Now, dependent upon why your toddler doesn’t like baths, there are a number of ways you can do this effectively. If for example, your toddler is genuinely fearful or baths, the goal should be to provide reassurance. So, saying something like “You need to have a bath in 10 minutes, but I’ll be with you the entire time”.
If on the other hand, your toddler is being defiant, you could say “You need to have a bath in 10 minutes, I know you don’t enjoy it, but we need baths to keep us clean so we don’t have a choice”. This not only provides assertiveness, but it also acknowledges how your toddler feels which is also important.
8. Take Baths Together
Sometimes, providing a bath buddy can be a big help. It’s much more fun for your toddler if they have somebody else sharing in the bath experience. It could be you, your partner or even a sibling. If they bathe together, it provides a great distraction and also makes them less likely to refuse getting in the bath.
9. Make It Fun
One of the reasons toddlers may refuse a bath is because they find it boring. They were happily playing with their toys, or watching their favorite cartoon before you spoilt it with bath time. The good news is, if this is the reason your toddler doesn’t like baths, it’s pretty easy to fix.

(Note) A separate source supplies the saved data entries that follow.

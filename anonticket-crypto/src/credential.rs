//! BBS+-style credentials issued by the central authority.
//!
//! A credential binds a subject's identity, its public key `Y = g^x` and a vector of attributes
//! under the authority's key. With
//!
//! `B = g0 * g1^{H(id)} * Y * h^d * prod gs_i^{m_i}`
//!
//! the credential is `(sigma, e, d)` with `sigma = B^{1/(x_CA + e)}` for fresh random `e` and `d`.
//! It verifies if `e(sigma, W_CA * g2^e) == e(B, g2)`.
//!
//! Possession of a credential is shown without revealing it using a
//! [`CredentialProof`](crate::proofs::CredentialProof).

use crate::{
    arith,
    common::*,
    keys::{PublicKey, SecretKey},
    oracle,
    params::GroupParameters,
    signature::Signature,
    Error, SerializeElement,
};
use serde::{Deserialize, Serialize};

/// The data a credential certifies.
#[derive(Debug, Clone, PartialEq, Eq, Serialize, Deserialize)]
pub struct CredentialMessage {
    #[serde(with = "SerializeElement")]
    identity_hash: Scalar,
    #[serde(with = "SerializeElement")]
    subject_key: G1Affine,
    #[serde(with = "SerializeElement")]
    attributes: Vec<Scalar>,
}

impl CredentialMessage {
    /// Describe a subject by identifier, public key on `g` and attributes.
    pub fn new(identity: &str, subject_key: G1Affine, attributes: Vec<Scalar>) -> Self {
        CredentialMessage {
            identity_hash: identity_hash(identity),
            subject_key,
            attributes,
        }
    }

    /// Hash of the identifier.
    pub fn identity_hash(&self) -> Scalar {
        self.identity_hash
    }

    /// Public key of the subject.
    pub fn subject_key(&self) -> G1Affine {
        self.subject_key
    }

    /// Certified attributes.
    pub fn attributes(&self) -> &[Scalar] {
        &self.attributes
    }

    /// `B` for blinding exponent `d`.
    pub(crate) fn base(&self, blinding: &Scalar, params: &GroupParameters) -> Result<G1Projective, Error> {
        if self.attributes.len() > params.attribute_count() {
            return Err(Error::LengthMismatch {
                expected: params.attribute_count(),
                got: self.attributes.len(),
            });
        }
        let mut base = G1Projective::from(params.g0())
            + params.g1() * self.identity_hash
            + self.subject_key
            + params.h() * blinding;
        for (index, attribute) in self.attributes.iter().enumerate() {
            base += params.attribute_generator(index)? * attribute;
        }
        Ok(base)
    }
}

/// Hash an identifier into the scalar certified by a credential.
pub fn identity_hash(identity: &str) -> Scalar {
    oracle::hash_to_scalar(&[b"identity", identity.as_bytes()])
}

/// A credential `(sigma, e, d)`.
#[derive(Debug, Clone, Copy, PartialEq, Eq, Serialize, Deserialize)]
pub struct Credential {
    sigma: Signature,
    #[serde(with = "SerializeElement")]
    e: Scalar,
    #[serde(with = "SerializeElement")]
    d: Scalar,
}

impl Credential {
    /// Issue a credential on `message` under the authority's secret key.
    pub fn issue(
        rng: &mut impl Rng,
        secret_key: &SecretKey,
        message: &CredentialMessage,
        params: &GroupParameters,
    ) -> Result<Self, Error> {
        let e = arith::random_nonzero_scalar(rng);
        let d = arith::random_nonzero_scalar(rng);
        let sigma = Signature::sign(secret_key, &e, &message.base(&d, params)?)?;
        Ok(Credential { sigma, e, d })
    }

    /// Check the credential against `message` and the authority's public key.
    pub fn verify(
        &self,
        message: &CredentialMessage,
        authority: &PublicKey,
        params: &GroupParameters,
    ) -> bool {
        match message.base(&self.d, params) {
            Ok(base) => self.sigma.verify(
                &self.e,
                &base,
                &authority.verification_key(),
                &params.g2(),
            ),
            Err(_) => false,
        }
    }

    pub(crate) fn sigma(&self) -> G1Affine {
        self.sigma.to_g1()
    }

    pub(crate) fn e(&self) -> Scalar {
        self.e
    }

    pub(crate) fn d(&self) -> Scalar {
        self.d
    }
}

#[cfg(test)]
mod test {
    use super::*;
    use crate::keys::KeyPair;
    use ff::Field;

    fn setup() -> (GroupParameters, KeyPair, KeyPair, CredentialMessage) {
        let mut rng = rand::thread_rng();
        let (params, _) = GroupParameters::generate(&mut rng, 2);
        let authority = KeyPair::new(&mut rng, &params);
        let subject = KeyPair::new(&mut rng, &params);
        let message = CredentialMessage::new(
            "alice",
            subject.public_key().credential_key(),
            vec![Scalar::from(34), Scalar::random(&mut rng)],
        );
        (params, authority, subject, message)
    }

    #[test]
    fn issued_credential_verifies() {
        let mut rng = rand::thread_rng();
        let (params, authority, _, message) = setup();
        let credential =
            Credential::issue(&mut rng, authority.secret_key(), &message, &params).unwrap();
        assert!(credential.verify(&message, authority.public_key(), &params));
    }

    #[test]
    fn credential_is_bound_to_identity_key_and_attributes() {
        let mut rng = rand::thread_rng();
        let (params, authority, subject, message) = setup();
        let credential =
            Credential::issue(&mut rng, authority.secret_key(), &message, &params).unwrap();

        let renamed = CredentialMessage::new(
            "mallory",
            subject.public_key().credential_key(),
            message.attributes().to_vec(),
        );
        assert!(!credential.verify(&renamed, authority.public_key(), &params));

        let other_key = KeyPair::new(&mut rng, &params);
        let rekeyed = CredentialMessage::new(
            "alice",
            other_key.public_key().credential_key(),
            message.attributes().to_vec(),
        );
        assert!(!credential.verify(&rekeyed, authority.public_key(), &params));

        let mut attributes = message.attributes().to_vec();
        attributes[0] = Scalar::from(12);
        let older = CredentialMessage::new("alice", subject.public_key().credential_key(), attributes);
        assert!(!credential.verify(&older, authority.public_key(), &params));
    }

    #[test]
    fn credential_fails_under_another_authority() {
        let mut rng = rand::thread_rng();
        let (params, authority, _, message) = setup();
        let credential =
            Credential::issue(&mut rng, authority.secret_key(), &message, &params).unwrap();
        let impostor = KeyPair::new(&mut rng, &params);
        assert!(!credential.verify(&message, impostor.public_key(), &params));
    }

    #[test]
    fn too_many_attributes_are_rejected() {
        let mut rng = rand::thread_rng();
        let (params, authority, subject, _) = setup();
        let message = CredentialMessage::new(
            "bob",
            subject.public_key().credential_key(),
            vec![Scalar::one(); 3],
        );
        assert!(matches!(
            Credential::issue(&mut rng, authority.secret_key(), &message, &params),
            Err(Error::LengthMismatch { expected: 2, got: 3 })
        ));
    }
}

There are a lot of ways to make bath time more fun for your little one. We’ve already mentioned investing in new bath toys, but you can also sing together, create bubbles, read a book together or take part in any of the numerous bath time games available. If you’re struggling for inspiration, take a look online on sites such as Pinterest for ideas.
10. Change The Color Of The Bath
One thing that can make baths more appealing to your toddler is changing the color of the water. It may not seem like a big thing for you, but to your toddler, getting into a blue, green or purple bath can be very exciting!
You can add color by using a child-friendly food coloring, or add child-friendly bath bombs. You could even invest in safe LED bath candles which act as a toy as well as adding a color changing effect. Just make sure to keep an eye on them if they are allowed to use them as a toy.
Overall, it can be distressing when your toddler starts to refuse a bath. However, as you can see above, there are plenty of tips that can really help. The first thing to do is figure out why they don’t like baths. That way, you can tailor the tips above to fit your child’s particular issue.